The combined multi-epoch spectra are of high signal-to-noise (typically
$\geq$100) and yield precise stellar parameters and chemical abundances. We
first confirm the ability of the APOGEE abundance pipeline, ASPCAP, to derive
reliable [Fe/H] and effective temperatures for FGK dwarf stars -- the primary
\textit{Kepler} host stellar type -- by comparing the ASPCAP-derived stellar
parameters to those from independent high-resolution spectroscopic
characterizations for 221 dwarf stars in the literature.
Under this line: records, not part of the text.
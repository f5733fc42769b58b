//! Core types for the point ledger
//!
//! Amounts are whole points (`u64`). Timestamps are UTC and supplied by the
//! caller for history records; balance timestamps are stamped by the store.

use chrono::{DateTime, Utc};
use serde::{Deserialize, Serialize};
use std::fmt;

/// User identifier (always positive)
#[derive(Debug, Clone, Copy, PartialEq, Eq, Hash, PartialOrd, Ord, Serialize, Deserialize)]
pub struct UserId(u64);

impl UserId {
    /// Create from an already validated value
    pub fn new(id: u64) -> Self {
        Self(id)
    }

    /// Raw value
    pub fn get(&self) -> u64 {
        self.0
    }

    /// Big-endian key bytes, ordered like the numeric value
    pub fn to_key(&self) -> [u8; 8] {
        self.0.to_be_bytes()
    }
}

impl fmt::Display for UserId {
    fn fmt(&self, f: &mut fmt::Formatter<'_>) -> fmt::Result {
        write!(f, "{}", self.0)
    }
}

/// Current point balance of a user
#[derive(Debug, Clone, PartialEq, Eq, Serialize, Deserialize)]
pub struct Balance {
    /// Owner
    pub user_id: UserId,

    /// Points held, `0 <= amount <= max_balance`
    pub amount: u64,

    /// Last write time
    pub last_updated: DateTime<Utc>,
}

/// Kind of balance mutation
#[derive(Debug, Clone, Copy, PartialEq, Eq, Hash, Serialize, Deserialize)]
pub enum TransactionKind {
    /// Points added
    Charge,
    /// Points spent
    Use,
}

impl TransactionKind {
    /// Stable label
    pub fn as_str(&self) -> &'static str {
        match self {
            TransactionKind::Charge => "CHARGE",
            TransactionKind::Use => "USE",
        }
    }
}

impl fmt::Display for TransactionKind {
    fn fmt(&self, f: &mut fmt::Formatter<'_>) -> fmt::Result {
        f.write_str(self.as_str())
    }
}

/// Immutable record of one committed charge or use
#[derive(Debug, Clone, PartialEq, Eq, Serialize, Deserialize)]
pub struct HistoryRecord {
    /// Store-assigned sequence, strictly increasing across all users
    pub id: u64,

    /// Owner
    pub user_id: UserId,

    /// Points moved (always positive)
    pub amount: u64,

    /// Charge or use
    pub kind: TransactionKind,

    /// Caller-supplied time of the operation
    pub timestamp: DateTime<Utc>,
}

#[cfg(test)]
mod tests {
    use super::*;

    #[test]
    fn test_user_id_key_ordering() {
        let small = UserId::new(2);
        let large = UserId::new(256);
        assert!(small.to_key() < large.to_key());
        assert_eq!(large.to_string(), "256");
    }

    #[test]
    fn test_history_record_bincode() {
        let record = HistoryRecord {
            id: 7,
            user_id: UserId::new(1),
            amount: 50,
            kind: TransactionKind::Use,
            timestamp: Utc::now(),
        };
        let bytes = bincode::serialize(&record).unwrap();
        let decoded: HistoryRecord = bincode::deserialize(&bytes).unwrap();
        assert_eq!(decoded, record);
        assert_eq!(decoded.kind.to_string(), "USE");
    }
}
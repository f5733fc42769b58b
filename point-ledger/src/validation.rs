//! Input range checks, applied before any gated work

use crate::{types::UserId, Error, Result};

/// Accept only positive user identifiers
pub fn validate_user_id(raw: i64) -> Result<UserId> {
    if raw <= 0 {
        return Err(Error::InvalidUserId(raw));
    }
    Ok(UserId::new(raw as u64))
}

/// Accept only positive amounts
pub fn validate_amount(raw: i64) -> Result<u64> {
    if raw <= 0 {
        return Err(Error::InvalidAmount(raw));
    }
    Ok(raw as u64)
}

#[cfg(test)]
mod tests {
    use super::*;

    #[test]
    fn test_user_id_bounds() {
        assert_eq!(validate_user_id(1).unwrap(), UserId::new(1));
        assert_eq!(validate_user_id(i64::MAX).unwrap().get(), i64::MAX as u64);
        assert!(matches!(validate_user_id(0), Err(Error::InvalidUserId(0))));
        assert!(matches!(validate_user_id(-5), Err(Error::InvalidUserId(-5))));
    }

    #[test]
    fn test_amount_bounds() {
        assert_eq!(validate_amount(10).unwrap(), 10);
        assert!(matches!(validate_amount(0), Err(Error::InvalidAmount(0))));
        assert!(matches!(validate_amount(-100), Err(Error::InvalidAmount(-100))));
    }
}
With a sample of 282
close-in ($P<100$ days) KOIs observed in the APOGEE KOI goal program, we find a
correlation between orbital period and host star [Fe/H] characterized by a
critical period, $P_\mathrm{crit}$= $8.3^{+0.1}_{-4.1}$ days, below which small
exoplanets orbit statistically more metal-enriched host stars. This effect may
trace a metallicity dependence of the protoplanetary disk inner-radius at the
time of planet formation or may be a result of rocky planet ingestion driven by
inward planetary migration. We also consider that this may trace a metallicity
dependence of the dust sublimation radius, but find no statistically
significant correlation with host $T_\mathrm{eff}$ and orbital period to
support such a claim.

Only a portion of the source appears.